A lovelock is a hairstyle that was popular amongst European "men of fashion" from the end of the 16th century until well into the 17th century. The lovelock was a long lock of hair, often plaited (braided) and made to rest over the left shoulder (the heart side) to show devotion to a loved one.

==Origin==
Most sources contemporary with the rise of the fashion in the mid-1500s thought the lovelock was worn in imitation of an American Indian hairstyle. People such as Francis Higginson—Salem, Massachusetts's first minister—"reported [in his 1630 book New-Englands Plantation] speculation that the style of wearing one long lock of hair among fashionable young men in England was conscious imitation of the asymmetrical Powhatan male cut." Sir Thomas Dale, governor of Jamestown and John Rolfe, the husband of Pocahontas, also believed that the trend was a conscious imitation of Indian hairstyling. They further specified that lovelocks had arrived in England with the group of Roanoke colonists rescued by Sir Francis Drake in June 1586.

The supposed Indian origin of the lovelock was of great concern to Puritan ministers on both sides of the Atlantic. In England, William Prynne and in New England, Roger Williams both denounced lovelocks from their pulpits, calling them demonic copyings of Native American behavior. Each took strongly moralistic tacks, with Prynne decrying lovelocks as "Effeminate, Proud, Lascivious, Exorbitant, and Fantastique."

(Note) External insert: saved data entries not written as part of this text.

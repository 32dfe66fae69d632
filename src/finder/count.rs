//! Occurrence counting over lines of text

/// Count occurrences of `word` across all `lines`.
///
/// Matches are non-overlapping: after a hit the scan resumes at the end of
/// the match, so `"aa"` occurs twice in `"aaaa"`, not three times.
/// Comparison is exact and byte-wise. An empty word never matches.
pub fn count_matches<S: AsRef<str>>(word: &str, lines: &[S]) -> usize {
    if word.is_empty() {
        return 0;
    }

    lines
        .iter()
        .map(|line| line.as_ref().matches(word).count())
        .sum()
}
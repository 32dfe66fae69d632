//! Plain-text report of ranked words

use std::io::{self, Write};

const RULE: &str = "-----------------";

/// Write a top-words report to `out`.
///
/// An empty list produces a single `No words to report.` line.
pub fn write_report<W, S>(out: &mut W, words: &[S]) -> io::Result<()>
where
    W: Write,
    S: AsRef<str>,
{
    if words.is_empty() {
        writeln!(out, "No words to report.")?;
        return Ok(());
    }

    writeln!(out, "Top Words Report:")?;
    writeln!(out, "{}", RULE)?;
    for word in words {
        writeln!(out, "{}", word.as_ref())?;
    }
    writeln!(out, "{}", RULE)?;
    writeln!(out, "End of report.")?;
    Ok(())
}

At least one contemporary Indian also believed European lovelocks were worn in imitation of Native Americans. In 1616 Samuel Purchas was introduced to Tomocomo shortly after the Powhatan holy man arrived in London with his ward, Pocahontas. Tomocomo told Purchas that lovelocks were worn by Indians in imitation of their god. After learning this Purchas, like Prynn and Williams, became morally inflamed by the American theory of origin, calling it "a faire unlovely generation of the Love-locke, Christians imitating Salvages, and they the Divell."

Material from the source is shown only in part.